**WORK INSTRUCTIONS:**
Your answer must consist of exactly the lines below, starting with the line with "one per component" and going on through the line with "pub fn new(id: ArchetypeId, mut", and nothing else.
#### DATA EXTRACTS
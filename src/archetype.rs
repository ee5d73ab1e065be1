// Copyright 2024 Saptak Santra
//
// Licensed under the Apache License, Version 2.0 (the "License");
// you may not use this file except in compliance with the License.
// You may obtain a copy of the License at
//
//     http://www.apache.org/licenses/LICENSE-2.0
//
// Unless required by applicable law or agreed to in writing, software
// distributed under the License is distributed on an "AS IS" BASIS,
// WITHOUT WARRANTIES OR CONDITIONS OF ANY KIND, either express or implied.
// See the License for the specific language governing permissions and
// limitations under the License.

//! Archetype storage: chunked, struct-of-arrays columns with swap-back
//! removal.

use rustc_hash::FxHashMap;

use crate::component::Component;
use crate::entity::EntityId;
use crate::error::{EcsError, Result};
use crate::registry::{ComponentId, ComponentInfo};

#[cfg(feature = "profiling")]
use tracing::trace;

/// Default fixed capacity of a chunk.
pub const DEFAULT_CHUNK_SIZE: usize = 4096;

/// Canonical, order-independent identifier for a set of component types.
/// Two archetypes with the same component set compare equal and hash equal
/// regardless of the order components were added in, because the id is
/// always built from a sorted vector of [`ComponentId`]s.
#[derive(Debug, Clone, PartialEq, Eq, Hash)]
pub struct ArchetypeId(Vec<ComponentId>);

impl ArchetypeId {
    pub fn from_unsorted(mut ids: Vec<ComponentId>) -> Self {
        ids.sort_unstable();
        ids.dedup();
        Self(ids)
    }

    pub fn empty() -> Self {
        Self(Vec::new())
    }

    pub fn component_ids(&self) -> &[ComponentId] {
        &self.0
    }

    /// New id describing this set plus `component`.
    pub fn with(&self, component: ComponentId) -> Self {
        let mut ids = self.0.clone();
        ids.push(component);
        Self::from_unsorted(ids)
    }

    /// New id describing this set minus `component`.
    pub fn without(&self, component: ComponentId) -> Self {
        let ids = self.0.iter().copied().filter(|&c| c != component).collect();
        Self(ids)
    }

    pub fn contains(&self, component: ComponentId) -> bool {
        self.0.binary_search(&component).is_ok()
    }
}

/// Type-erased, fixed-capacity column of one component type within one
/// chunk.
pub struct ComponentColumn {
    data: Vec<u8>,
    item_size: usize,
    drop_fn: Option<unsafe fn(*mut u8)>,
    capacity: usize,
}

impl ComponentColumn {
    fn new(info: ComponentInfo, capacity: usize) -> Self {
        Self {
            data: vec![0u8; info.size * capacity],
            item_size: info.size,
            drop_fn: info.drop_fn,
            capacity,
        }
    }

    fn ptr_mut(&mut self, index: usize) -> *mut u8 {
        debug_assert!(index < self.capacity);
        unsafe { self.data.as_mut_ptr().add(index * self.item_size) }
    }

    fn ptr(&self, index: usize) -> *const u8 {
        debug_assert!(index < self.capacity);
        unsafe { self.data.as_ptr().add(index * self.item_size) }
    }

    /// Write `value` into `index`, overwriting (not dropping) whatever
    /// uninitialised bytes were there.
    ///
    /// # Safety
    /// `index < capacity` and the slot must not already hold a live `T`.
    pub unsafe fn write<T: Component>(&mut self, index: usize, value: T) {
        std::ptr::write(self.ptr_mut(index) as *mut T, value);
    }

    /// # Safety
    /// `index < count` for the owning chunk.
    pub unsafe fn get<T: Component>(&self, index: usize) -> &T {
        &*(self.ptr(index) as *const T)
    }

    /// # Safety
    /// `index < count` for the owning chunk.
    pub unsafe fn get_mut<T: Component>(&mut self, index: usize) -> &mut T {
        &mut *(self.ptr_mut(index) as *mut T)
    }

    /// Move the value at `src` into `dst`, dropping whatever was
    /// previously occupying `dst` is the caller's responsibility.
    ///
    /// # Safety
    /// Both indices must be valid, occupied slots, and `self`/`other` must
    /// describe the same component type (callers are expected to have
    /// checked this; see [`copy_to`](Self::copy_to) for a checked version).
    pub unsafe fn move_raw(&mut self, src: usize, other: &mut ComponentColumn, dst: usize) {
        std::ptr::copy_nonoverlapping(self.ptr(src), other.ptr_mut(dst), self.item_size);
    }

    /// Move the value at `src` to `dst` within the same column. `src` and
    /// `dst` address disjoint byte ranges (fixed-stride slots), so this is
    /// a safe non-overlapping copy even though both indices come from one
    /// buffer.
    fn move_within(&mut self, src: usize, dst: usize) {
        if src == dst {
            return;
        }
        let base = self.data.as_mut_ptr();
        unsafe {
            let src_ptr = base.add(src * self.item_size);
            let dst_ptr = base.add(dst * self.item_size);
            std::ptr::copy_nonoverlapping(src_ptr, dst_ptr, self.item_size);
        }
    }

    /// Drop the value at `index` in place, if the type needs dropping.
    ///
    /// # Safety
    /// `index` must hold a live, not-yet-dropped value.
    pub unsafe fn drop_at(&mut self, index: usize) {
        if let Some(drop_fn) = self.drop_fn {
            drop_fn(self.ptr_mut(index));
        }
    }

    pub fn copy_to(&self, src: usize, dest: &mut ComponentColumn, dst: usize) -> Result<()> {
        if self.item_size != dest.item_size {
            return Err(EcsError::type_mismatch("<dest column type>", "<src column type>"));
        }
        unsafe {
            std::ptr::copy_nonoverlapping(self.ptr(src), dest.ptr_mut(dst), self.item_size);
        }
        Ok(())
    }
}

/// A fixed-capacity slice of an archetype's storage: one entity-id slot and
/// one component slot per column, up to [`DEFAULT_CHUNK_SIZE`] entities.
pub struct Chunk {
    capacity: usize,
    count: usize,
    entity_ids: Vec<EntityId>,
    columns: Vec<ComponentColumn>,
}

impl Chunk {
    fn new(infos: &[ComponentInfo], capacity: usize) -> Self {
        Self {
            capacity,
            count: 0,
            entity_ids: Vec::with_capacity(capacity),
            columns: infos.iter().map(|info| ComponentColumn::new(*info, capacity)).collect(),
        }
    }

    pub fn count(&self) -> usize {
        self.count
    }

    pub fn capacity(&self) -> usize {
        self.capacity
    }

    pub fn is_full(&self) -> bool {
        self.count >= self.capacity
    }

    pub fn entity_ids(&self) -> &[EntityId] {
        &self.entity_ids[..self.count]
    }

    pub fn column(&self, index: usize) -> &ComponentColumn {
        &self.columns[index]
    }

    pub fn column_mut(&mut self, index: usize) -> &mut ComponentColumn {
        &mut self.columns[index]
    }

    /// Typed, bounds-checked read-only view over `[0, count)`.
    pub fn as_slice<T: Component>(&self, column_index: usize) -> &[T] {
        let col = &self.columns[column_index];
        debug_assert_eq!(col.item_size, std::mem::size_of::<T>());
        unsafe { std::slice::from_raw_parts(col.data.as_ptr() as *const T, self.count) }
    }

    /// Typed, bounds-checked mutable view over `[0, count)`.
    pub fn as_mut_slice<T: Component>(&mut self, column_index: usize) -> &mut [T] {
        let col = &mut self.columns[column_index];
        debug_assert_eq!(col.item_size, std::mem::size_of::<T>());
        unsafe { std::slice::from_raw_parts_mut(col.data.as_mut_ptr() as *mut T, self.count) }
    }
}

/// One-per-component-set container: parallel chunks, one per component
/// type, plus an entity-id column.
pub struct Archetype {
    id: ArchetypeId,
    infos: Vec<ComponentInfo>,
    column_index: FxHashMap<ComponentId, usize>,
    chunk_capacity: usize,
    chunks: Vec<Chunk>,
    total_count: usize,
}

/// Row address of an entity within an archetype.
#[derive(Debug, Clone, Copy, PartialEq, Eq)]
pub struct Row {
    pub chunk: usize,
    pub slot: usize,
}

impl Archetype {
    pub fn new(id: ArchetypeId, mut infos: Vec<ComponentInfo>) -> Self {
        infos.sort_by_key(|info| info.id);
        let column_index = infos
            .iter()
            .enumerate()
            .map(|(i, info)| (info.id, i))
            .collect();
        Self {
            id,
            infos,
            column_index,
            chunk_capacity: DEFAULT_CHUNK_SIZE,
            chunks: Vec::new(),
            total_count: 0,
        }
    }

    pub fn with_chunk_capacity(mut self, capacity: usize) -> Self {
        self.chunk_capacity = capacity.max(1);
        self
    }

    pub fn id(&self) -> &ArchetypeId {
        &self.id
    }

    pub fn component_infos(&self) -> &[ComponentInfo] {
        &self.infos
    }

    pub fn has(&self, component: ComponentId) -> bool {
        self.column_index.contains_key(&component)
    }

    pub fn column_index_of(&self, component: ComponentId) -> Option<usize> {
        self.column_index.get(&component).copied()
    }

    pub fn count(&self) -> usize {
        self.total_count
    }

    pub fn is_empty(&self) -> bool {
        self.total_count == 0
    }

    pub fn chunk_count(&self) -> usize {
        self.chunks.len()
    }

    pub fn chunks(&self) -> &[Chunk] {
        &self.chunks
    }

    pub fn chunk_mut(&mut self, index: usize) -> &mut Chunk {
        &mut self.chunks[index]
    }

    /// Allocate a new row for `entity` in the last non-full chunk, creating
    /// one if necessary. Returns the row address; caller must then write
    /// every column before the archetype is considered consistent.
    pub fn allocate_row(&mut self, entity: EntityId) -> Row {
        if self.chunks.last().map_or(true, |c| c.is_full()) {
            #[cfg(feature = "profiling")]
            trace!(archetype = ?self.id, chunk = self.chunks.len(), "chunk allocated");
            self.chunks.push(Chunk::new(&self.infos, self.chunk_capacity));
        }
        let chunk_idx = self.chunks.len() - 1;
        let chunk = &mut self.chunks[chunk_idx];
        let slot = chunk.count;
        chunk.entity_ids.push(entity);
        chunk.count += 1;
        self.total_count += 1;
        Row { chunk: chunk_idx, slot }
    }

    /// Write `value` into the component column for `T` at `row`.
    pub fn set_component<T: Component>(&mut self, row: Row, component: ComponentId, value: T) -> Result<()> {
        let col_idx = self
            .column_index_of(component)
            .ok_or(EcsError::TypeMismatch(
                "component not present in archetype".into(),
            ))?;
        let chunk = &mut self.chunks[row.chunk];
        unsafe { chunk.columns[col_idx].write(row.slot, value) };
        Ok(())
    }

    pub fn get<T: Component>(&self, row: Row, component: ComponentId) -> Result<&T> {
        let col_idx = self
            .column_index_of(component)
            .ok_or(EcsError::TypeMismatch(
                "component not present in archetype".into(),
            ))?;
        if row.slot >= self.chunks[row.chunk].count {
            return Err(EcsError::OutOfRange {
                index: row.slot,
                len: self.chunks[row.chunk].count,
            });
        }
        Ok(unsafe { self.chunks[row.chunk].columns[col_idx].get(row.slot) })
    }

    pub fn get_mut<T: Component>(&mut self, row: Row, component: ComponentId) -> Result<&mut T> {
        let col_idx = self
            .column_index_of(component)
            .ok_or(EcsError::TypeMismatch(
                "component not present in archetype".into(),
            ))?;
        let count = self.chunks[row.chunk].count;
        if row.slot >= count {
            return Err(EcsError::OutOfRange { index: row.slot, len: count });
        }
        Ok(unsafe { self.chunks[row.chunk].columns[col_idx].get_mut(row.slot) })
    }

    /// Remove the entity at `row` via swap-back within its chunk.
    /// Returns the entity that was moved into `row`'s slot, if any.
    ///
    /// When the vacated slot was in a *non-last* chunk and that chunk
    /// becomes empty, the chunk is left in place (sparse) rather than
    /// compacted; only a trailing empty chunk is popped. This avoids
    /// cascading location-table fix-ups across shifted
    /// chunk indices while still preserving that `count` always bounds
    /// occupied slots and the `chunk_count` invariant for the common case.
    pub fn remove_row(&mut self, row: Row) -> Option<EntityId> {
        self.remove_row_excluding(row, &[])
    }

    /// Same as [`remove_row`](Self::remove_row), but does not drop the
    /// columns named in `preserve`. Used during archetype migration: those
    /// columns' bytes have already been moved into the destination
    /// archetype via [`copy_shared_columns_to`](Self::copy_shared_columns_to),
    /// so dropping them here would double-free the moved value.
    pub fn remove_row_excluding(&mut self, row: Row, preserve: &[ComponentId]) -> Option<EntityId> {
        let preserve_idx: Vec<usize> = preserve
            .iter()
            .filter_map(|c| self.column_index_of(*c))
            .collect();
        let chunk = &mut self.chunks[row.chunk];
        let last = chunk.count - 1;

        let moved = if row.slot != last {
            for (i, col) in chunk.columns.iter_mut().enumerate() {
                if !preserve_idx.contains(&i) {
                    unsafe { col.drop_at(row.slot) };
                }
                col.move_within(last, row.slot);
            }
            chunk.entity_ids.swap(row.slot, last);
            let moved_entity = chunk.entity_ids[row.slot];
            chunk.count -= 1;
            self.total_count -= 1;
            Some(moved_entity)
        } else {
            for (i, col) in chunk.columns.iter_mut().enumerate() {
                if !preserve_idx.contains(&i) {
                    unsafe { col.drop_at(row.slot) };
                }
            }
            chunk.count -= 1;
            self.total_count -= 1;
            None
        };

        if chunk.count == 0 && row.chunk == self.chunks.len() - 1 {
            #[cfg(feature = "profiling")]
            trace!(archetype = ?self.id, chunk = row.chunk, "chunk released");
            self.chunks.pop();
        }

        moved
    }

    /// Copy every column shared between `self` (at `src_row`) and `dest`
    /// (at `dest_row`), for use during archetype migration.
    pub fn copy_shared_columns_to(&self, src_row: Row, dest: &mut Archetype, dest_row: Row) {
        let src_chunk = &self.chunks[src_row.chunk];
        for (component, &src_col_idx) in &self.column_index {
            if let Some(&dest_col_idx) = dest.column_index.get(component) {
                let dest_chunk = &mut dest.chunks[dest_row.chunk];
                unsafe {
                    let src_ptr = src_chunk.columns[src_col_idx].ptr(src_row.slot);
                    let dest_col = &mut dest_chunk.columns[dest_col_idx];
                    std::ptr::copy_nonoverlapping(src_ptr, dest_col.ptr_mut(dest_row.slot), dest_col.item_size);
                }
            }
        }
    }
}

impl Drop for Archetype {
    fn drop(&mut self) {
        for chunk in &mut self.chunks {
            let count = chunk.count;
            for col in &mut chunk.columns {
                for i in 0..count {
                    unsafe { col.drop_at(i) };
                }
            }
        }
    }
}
########
#### DATA EXTRACTS
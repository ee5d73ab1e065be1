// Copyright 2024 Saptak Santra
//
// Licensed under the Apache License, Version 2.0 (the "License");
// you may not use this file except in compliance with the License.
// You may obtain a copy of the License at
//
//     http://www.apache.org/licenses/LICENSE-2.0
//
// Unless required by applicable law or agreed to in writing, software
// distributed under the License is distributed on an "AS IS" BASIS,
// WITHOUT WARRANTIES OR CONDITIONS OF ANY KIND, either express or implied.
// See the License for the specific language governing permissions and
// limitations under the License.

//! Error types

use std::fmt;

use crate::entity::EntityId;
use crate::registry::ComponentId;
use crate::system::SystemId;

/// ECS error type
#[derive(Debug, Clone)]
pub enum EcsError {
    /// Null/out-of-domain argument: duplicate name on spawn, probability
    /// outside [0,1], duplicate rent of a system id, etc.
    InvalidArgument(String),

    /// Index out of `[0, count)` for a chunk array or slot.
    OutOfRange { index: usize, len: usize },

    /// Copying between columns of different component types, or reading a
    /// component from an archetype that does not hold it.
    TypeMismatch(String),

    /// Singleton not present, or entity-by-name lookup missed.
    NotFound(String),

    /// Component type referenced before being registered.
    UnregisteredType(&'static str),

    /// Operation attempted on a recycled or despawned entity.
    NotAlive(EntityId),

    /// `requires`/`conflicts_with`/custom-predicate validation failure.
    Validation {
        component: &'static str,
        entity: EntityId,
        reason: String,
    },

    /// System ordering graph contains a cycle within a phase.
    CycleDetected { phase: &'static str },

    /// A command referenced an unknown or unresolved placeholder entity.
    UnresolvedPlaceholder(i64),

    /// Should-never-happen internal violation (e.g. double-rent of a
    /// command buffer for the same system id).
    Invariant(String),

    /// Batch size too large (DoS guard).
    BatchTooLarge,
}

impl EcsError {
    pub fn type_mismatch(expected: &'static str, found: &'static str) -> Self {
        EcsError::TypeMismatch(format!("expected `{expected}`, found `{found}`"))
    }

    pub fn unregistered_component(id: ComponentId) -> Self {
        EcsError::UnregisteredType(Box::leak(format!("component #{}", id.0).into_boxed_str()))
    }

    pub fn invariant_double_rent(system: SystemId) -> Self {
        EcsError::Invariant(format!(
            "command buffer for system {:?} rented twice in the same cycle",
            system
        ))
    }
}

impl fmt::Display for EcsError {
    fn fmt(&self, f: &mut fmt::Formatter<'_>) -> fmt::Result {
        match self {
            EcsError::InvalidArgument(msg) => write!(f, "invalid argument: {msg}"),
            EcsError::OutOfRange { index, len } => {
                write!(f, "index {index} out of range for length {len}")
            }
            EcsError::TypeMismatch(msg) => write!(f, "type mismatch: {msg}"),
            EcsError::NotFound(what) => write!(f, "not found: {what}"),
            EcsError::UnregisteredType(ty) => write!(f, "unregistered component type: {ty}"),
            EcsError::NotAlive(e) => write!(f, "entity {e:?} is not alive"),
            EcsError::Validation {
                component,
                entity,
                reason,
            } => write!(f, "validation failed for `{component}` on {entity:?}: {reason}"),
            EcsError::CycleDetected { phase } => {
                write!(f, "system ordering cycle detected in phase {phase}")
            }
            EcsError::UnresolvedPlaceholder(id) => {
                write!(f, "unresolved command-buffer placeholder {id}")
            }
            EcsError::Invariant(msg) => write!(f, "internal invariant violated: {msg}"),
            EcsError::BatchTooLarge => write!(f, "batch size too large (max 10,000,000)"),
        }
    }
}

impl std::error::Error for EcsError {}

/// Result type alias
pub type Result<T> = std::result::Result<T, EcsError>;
########
**OUTPUT FOR THIS TASK:**
/// One-per-component-set container: parallel chunks, one per component
/// type, plus an entity-id column.
pub struct Archetype {
    id: ArchetypeId,
    infos: Vec<ComponentInfo>,
    column_index: FxHashMap<ComponentId, usize>,
    chunk_capacity: usize,
    chunks: Vec<Chunk>,
    total_count: usize,
}

/// Row address of an entity within an archetype.
#[derive(Debug, Clone, Copy, PartialEq, Eq)]
pub struct Row {
    pub chunk: usize,
    pub slot: usize,
}

impl Archetype {
    pub fn new(id: ArchetypeId, mut infos: Vec<ComponentInfo>) -> Self {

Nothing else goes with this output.